By Sophie Cannon, deputy arts & entertainment editor
Ever get an unusual gift from a friend or relative out of the blue? How about one that dates back to the 1460s, and was handwritten in Latin and German by medieval Monks? Northeastern University received that gift in the form of an illuminated manuscript, nicknamed the “Dragon Book.”
“The library owns this in the special collections,” Hillary Corbett, director of scholarly communication and digital publishing at Snell Library, said. “We only have one illuminated manuscript, but some schools have entire collections. Ours was a gift given to the library here.”
The book itself is a small literary object with several new items to discover. Filled with different languages, scripts and pictures including a small dragon on the first page, decoding the book is no small feat.
“It’s a prayer book created after 1461, rebound later on. The prayers are in Latin with German text too,” sophomore English major and leader of the team transcribing the manuscript Laura Packard, said. “It’s a small prayer book created on vellum parchment pages by we think a German speaking scribe of the Dominican order.”
This language barrier, the tiny script and the addition of non-English abbreviations make the translating and transcribing process all the more difficult and time consuming. Packard and a team of other bibliophilic students have already spent a few months working on it, but it is far from done.
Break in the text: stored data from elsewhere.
use crate::types::{ErrorType, StreamId};
use std::io;

/// Coarse classification used to route a failure to the right recovery
/// action (§4.6, §7).
#[derive(Debug, Clone, Copy, PartialEq, Eq)]
pub enum ErrorScope {
    /// Recovered locally: RST_STREAM is sent, only the owning awaiter fails.
    Stream,
    /// Fatal to the whole connection: GOAWAY is sent, every awaiter fails.
    Connection,
}

/// The error taxonomy from spec §7. Each variant carries enough detail for a
/// caller (or a circuit breaker built on top of this crate) to decide whether
/// a retry is sensible.
#[derive(thiserror::Error, Debug)]
pub enum H2Error {
    #[error("frame format error: {0}")]
    FrameFormat(&'static str),

    #[error("protocol error: {0}")]
    Protocol(&'static str),

    #[error("hpack compression error: {0}")]
    Compression(&'static str),

    /// `connection_scoped` is true for violations against the
    /// connection-level window (§4.4): those are connection-fatal
    /// (GOAWAY/FLOW_CONTROL_ERROR) rather than recoverable per-stream.
    #[error("flow control error: {reason}")]
    FlowControl {
        reason: &'static str,
        connection_scoped: bool,
    },

    #[error("stream {stream} is in an illegal state for this frame: {reason}")]
    StreamState { stream: StreamId, reason: &'static str },

    #[error("request on stream {stream} was cancelled: {reason}")]
    Cancelled { stream: StreamId, reason: &'static str },

    #[error("peer refused stream {stream} with code {code:?}")]
    RemoteRefusal { stream: StreamId, code: ErrorType },

    #[error("transport error: {0}")]
    Transport(#[from] io::Error),

    #[error("connection is going away, last processed stream {last_stream_id}; retryable={retryable}")]
    Graceful {
        last_stream_id: StreamId,
        retryable: bool,
    },

    #[error("connection closed")]
    Closed,
}

impl H2Error {
    /// Scope used to decide whether to emit RST_STREAM (stream) or GOAWAY
    /// (connection) and whether every pending awaiter must be failed.
    #[must_use]
    pub fn scope(&self) -> ErrorScope {
        match self {
            H2Error::FrameFormat(_)
            | H2Error::Protocol(_)
            | H2Error::Compression(_)
            | H2Error::Transport(_)
            | H2Error::Closed => ErrorScope::Connection,
            H2Error::FlowControl { connection_scoped, .. } => {
                if *connection_scoped {
                    ErrorScope::Connection
                } else {
                    ErrorScope::Stream
                }
            }
            H2Error::StreamState { .. }
            | H2Error::Cancelled { .. }
            | H2Error::RemoteRefusal { .. } => ErrorScope::Stream,
            H2Error::Graceful { .. } => ErrorScope::Stream,
        }
    }

    /// A flow-control error raised while debiting connection-scoped windows
    /// is connection-fatal; the per-stream case is handled by the caller
    /// passing `connection_scoped = true` when constructing it.
    #[must_use]
    pub fn flow_control(connection_scoped: bool, reason: &'static str) -> Self {
        H2Error::FlowControl { reason, connection_scoped }
    }

    /// Maps this error to the wire error code carried by GOAWAY/RST_STREAM.
    #[must_use]
    pub fn wire_code(&self) -> ErrorType {
        match self {
            H2Error::FrameFormat(_) => ErrorType::FrameSizeError,
            H2Error::Protocol(_) => ErrorType::ProtocolError,
            H2Error::Compression(_) => ErrorType::CompressionError,
            H2Error::FlowControl { .. } => ErrorType::FlowControlError,
            H2Error::StreamState { .. } => ErrorType::StreamClosed,
            H2Error::Cancelled { .. } => ErrorType::Cancel,
            H2Error::RemoteRefusal { code, .. } => *code,
            H2Error::Transport(_) | H2Error::Closed => ErrorType::InternalError,
            H2Error::Graceful { .. } => ErrorType::NoError,
        }
    }

    /// Whether a circuit breaker built on this crate may safely retry.
    /// Protocol violations attributable to the local side are never
    /// retryable (§7).
    #[must_use]
    pub fn retryable(&self) -> bool {
        match self {
            H2Error::Graceful { retryable, .. } => *retryable,
            H2Error::RemoteRefusal { .. } | H2Error::Transport(_) => true,
            _ => false,
        }
    }
}

pub type Result<T> = std::result::Result<T, H2Error>;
“It’s taking the calligraphy on the page and translating it onto a page. Taking the characters and abbreviations and writing them out,” Packard said. “Once it’s written out, I try and Google search the prayer to find the full one. It can be difficult to transcribe the whole thing, so I try and find a match online and then go from there if I’m lucky.”
There is a sense of mystery surrounding the little book, as not much is known about the exact origin, year or contents of the manuscript.
“We don’t know everything about the book yet,” sophomore English student, William Bond, said. “Lots of pages are not transcribed and we don’t know what it says, so there are bits in German that we found, and it is genuinely inexplicable and this offers a place for new research.”
This new research is coming in many forms. Currently Packard’s team is made up of only five people and is looking for more members willing to help. Aside from transcribing and translating, there are new ways of testing the book for its origin and year of publication coming out of other universities research programs.
“We also want to do some DNA research,” Packard said. “You can take an eraser and gently scrape at the parchment and then send that DNA to other research facilities at other universities to test and figure out where the paper was made and when.”
Even though the actual transcribing process will take many months – if not years – readers can view the entire illuminated manuscript online, as all of the pages have been photographed and uploaded to a website by Northeastern’s Snell Library.